* **ACTIVITY**:
Reproduce the full listing that follows, matching it exactly.

[[ SUPPLIED MATERIAL, beginning ]]

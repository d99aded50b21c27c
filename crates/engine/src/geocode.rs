//! Fixed-width administrative codes (DIVIPOLA style: 2-digit department +
//! 3-digit municipality).

use std::fmt;

use serde::{Serialize, Serializer};

use crate::grid::Cell;
use crate::value::Value;

pub const DEPARTMENT_WIDTH: usize = 2;
pub const MUNICIPALITY_WIDTH: usize = 3;
/// Municipality slot of a department-level code.
pub const DEPARTMENT_SUFFIX: &str = "000";

#[derive(Debug, Clone, PartialEq, Eq, Hash)]
pub enum GeoCode {
    Valid(String),
    Invalid,
}

impl GeoCode {
    pub fn is_valid(&self) -> bool {
        matches!(self, GeoCode::Valid(_))
    }

    /// Invalid codes render as the empty string.
    pub fn as_str(&self) -> &str {
        match self {
            GeoCode::Valid(s) => s,
            GeoCode::Invalid => "",
        }
    }
}

impl fmt::Display for GeoCode {
    fn fmt(&self, f: &mut fmt::Formatter<'_>) -> fmt::Result {
        f.write_str(self.as_str())
    }
}

impl Serialize for GeoCode {
    fn serialize<S: Serializer>(&self, s: S) -> Result<S::Ok, S::Error> {
        s.serialize_str(self.as_str())
    }
}

/// A value usable as one segment of a composite code. Only non-negative
/// integers qualify.
pub trait CodePart {
    fn code_digits(&self) -> Option<u64>;
}

impl CodePart for u64 {
    fn code_digits(&self) -> Option<u64> {
        Some(*self)
    }
}

impl CodePart for u32 {
    fn code_digits(&self) -> Option<u64> {
        Some(u64::from(*self))
    }
}

impl CodePart for i64 {
    fn code_digits(&self) -> Option<u64> {
        u64::try_from(*self).ok()
    }
}

impl CodePart for i32 {
    fn code_digits(&self) -> Option<u64> {
        u64::try_from(*self).ok()
    }
}

impl CodePart for f64 {
    fn code_digits(&self) -> Option<u64> {
        if self.is_finite() && *self >= 0.0 && self.fract() == 0.0 && *self < 1e18 {
            Some(*self as u64)
        } else {
            None
        }
    }
}

impl CodePart for str {
    fn code_digits(&self) -> Option<u64> {
        let t = self.trim();
        if t.is_empty() {
            return None;
        }
        t.parse::<u64>()
            .ok()
            .or_else(|| t.parse::<f64>().ok().and_then(|f| f.code_digits()))
    }
}

impl CodePart for String {
    fn code_digits(&self) -> Option<u64> {
        self.as_str().code_digits()
    }
}

impl CodePart for Cell {
    fn code_digits(&self) -> Option<u64> {
        match self {
            Cell::Number(n) => n.code_digits(),
            Cell::Text(s) => s.code_digits(),
            _ => None,
        }
    }
}

impl CodePart for Value {
    fn code_digits(&self) -> Option<u64> {
        match self {
            Value::Integer(n) => n.code_digits(),
            Value::Real(f) => f.code_digits(),
            Value::Text(s) => s.code_digits(),
            Value::Null => None,
        }
    }
}

impl<T: CodePart> CodePart for Option<T> {
    fn code_digits(&self) -> Option<u64> {
        self.as_ref().and_then(|v| v.code_digits())
    }
}

impl<T: CodePart + ?Sized> CodePart for &T {
    fn code_digits(&self) -> Option<u64> {
        (**self).code_digits()
    }
}

/// Concatenate zero-padded parts. Any part that is not a non-negative
/// integer, or that needs more digits than its width, invalidates the code.
pub fn compose(parts: &[(&dyn CodePart, usize)]) -> GeoCode {
    let mut out = String::new();
    for (part, width) in parts {
        let Some(n) = part.code_digits() else {
            return GeoCode::Invalid;
        };
        let digits = n.to_string();
        if digits.len() > *width {
            return GeoCode::Invalid;
        }
        out.push_str(&format!("{:0>w$}", digits, w = *width));
    }
    GeoCode::Valid(out)
}

pub fn municipality_code(department: &dyn CodePart, municipality: &dyn CodePart) -> GeoCode {
    compose(&[(department, DEPARTMENT_WIDTH), (municipality, MUNICIPALITY_WIDTH)])
}

pub fn department_code(department: &dyn CodePart) -> GeoCode {
    match compose(&[(department, DEPARTMENT_WIDTH)]) {
        GeoCode::Valid(d) => GeoCode::Valid(format!("{d}{DEPARTMENT_SUFFIX}")),
        GeoCode::Invalid => GeoCode::Invalid,
    }
}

[[ SUPPLIED MATERIAL, end ]]

* **RESULT**:
repository d99aded50b21c27c
filename crates/engine/src/geocode.rs
//! Fixed-width administrative codes (DIVIPOLA style: 2-digit department +
//! 3-digit municipality).

use std::fmt;

use serde::{Serialize, Serializer};

use crate::grid::Cell;
use crate::value::Value;

pub const DEPARTMENT_WIDTH: usize = 2;
pub const MUNICIPALITY_WIDTH: usize = 3;
/// Municipality slot of a department-level code.
pub const DEPARTMENT_SUFFIX: &str = "000";

#[derive(Debug, Clone, PartialEq, Eq, Hash)]
pub enum GeoCode {
    Valid(String),
    Invalid,
}

impl GeoCode {
    pub fn is_valid(&self) -> bool {
        matches!(self, GeoCode::Valid(_))
    }

    /// Invalid codes render as the empty string.
    pub fn as_str(&self) -> &str {
        match self {
            GeoCode::Valid(s) => s,
            GeoCode::Invalid => "",
        }
    }
}

impl fmt::Display for GeoCode {
    fn fmt(&self, f: &mut fmt::Formatter<'_>) -> fmt::Result {
        f.write_str(self.as_str())
    }
}

impl Serialize for GeoCode {
    fn serialize<S: Serializer>(&self, s: S) -> Result<S::Ok, S::Error> {
        s.serialize_str(self.as_str())
    }
}

/// A value usable as one segment of a composite code. Only non-negative
/// integers qualify.
pub trait CodePart {
    fn code_digits(&self) -> Option<u64>;
}

impl CodePart for u64 {
    fn code_digits(&self) -> Option<u64> {
        Some(*self)
    }
}

impl CodePart for u32 {
    fn code_digits(&self) -> Option<u64> {
        Some(u64::from(*self))
    }
}

impl CodePart for i64 {
    fn code_digits(&self) -> Option<u64> {
        u64::try_from(*self).ok()
    }
}

impl CodePart for i32 {
    fn code_digits(&self) -> Option<u64> {
        u64::try_from(*self).ok()
    }
}

impl CodePart for f64 {
    fn code_digits(&self) -> Option<u64> {
        if self.is_finite() && *self >= 0.0 && self.fract() == 0.0 && *self < 1e18 {
            Some(*self as u64)
        } else {
            None
        }
    }
}

impl CodePart for str {
    fn code_digits(&self) -> Option<u64> {
        let t = self.trim();
        if t.is_empty() {
            return None;
        }
        t.parse::<u64>()
            .ok()
            .or_else(|| t.parse::<f64>().ok().and_then(|f| f.code_digits()))
    }
}

impl CodePart for String {
    fn code_digits(&self) -> Option<u64> {
        self.as_str().code_digits()
    }
}

impl CodePart for Cell {
    fn code_digits(&self) -> Option<u64> {
        match self {
            Cell::Number(n) => n.code_digits(),
            Cell::Text(s) => s.code_digits(),
            _ => None,
        }
    }
}

impl CodePart for Value {
    fn code_digits(&self) -> Option<u64> {
        match self {
            Value::Integer(n) => n.code_digits(),
            Value::Real(f) => f.code_digits(),
            Value::Text(s) => s.code_digits(),
            Value::Null => None,
        }
    }
}

impl<T: CodePart> CodePart for Option<T> {
    fn code_digits(&self) -> Option<u64> {
        self.as_ref().and_then(|v| v.code_digits())
    }
}

impl<T: CodePart + ?Sized> CodePart for &T {
    fn code_digits(&self) -> Option<u64> {
        (**self).code_digits()
    }
}

/// Concatenate zero-padded parts. Any part that is not a non-negative
/// integer, or that needs more digits than its width, invalidates the code.
pub fn compose(parts: &[(&dyn CodePart, usize)]) -> GeoCode {
    let mut out = String::new();
    for (part, width) in parts {
        let Some(n) = part.code_digits() else {
            return GeoCode::Invalid;
        };
        let digits = n.to_string();
        if digits.len() > *width {
            return GeoCode::Invalid;
        }
        out.push_str(&format!("{:0>w$}", digits, w = *width));
    }
    GeoCode::Valid(out)
}

pub fn municipality_code(department: &dyn CodePart, municipality: &dyn CodePart) -> GeoCode {
    compose(&[(department, DEPARTMENT_WIDTH), (municipality, MUNICIPALITY_WIDTH)])
}

pub fn department_code(department: &dyn CodePart) -> GeoCode {
    match compose(&[(department, DEPARTMENT_WIDTH)]) {
        GeoCode::Valid(d) => GeoCode::Valid(format!("{d}{DEPARTMENT_SUFFIX}")),
        GeoCode::Invalid => GeoCode::Invalid,
    }
}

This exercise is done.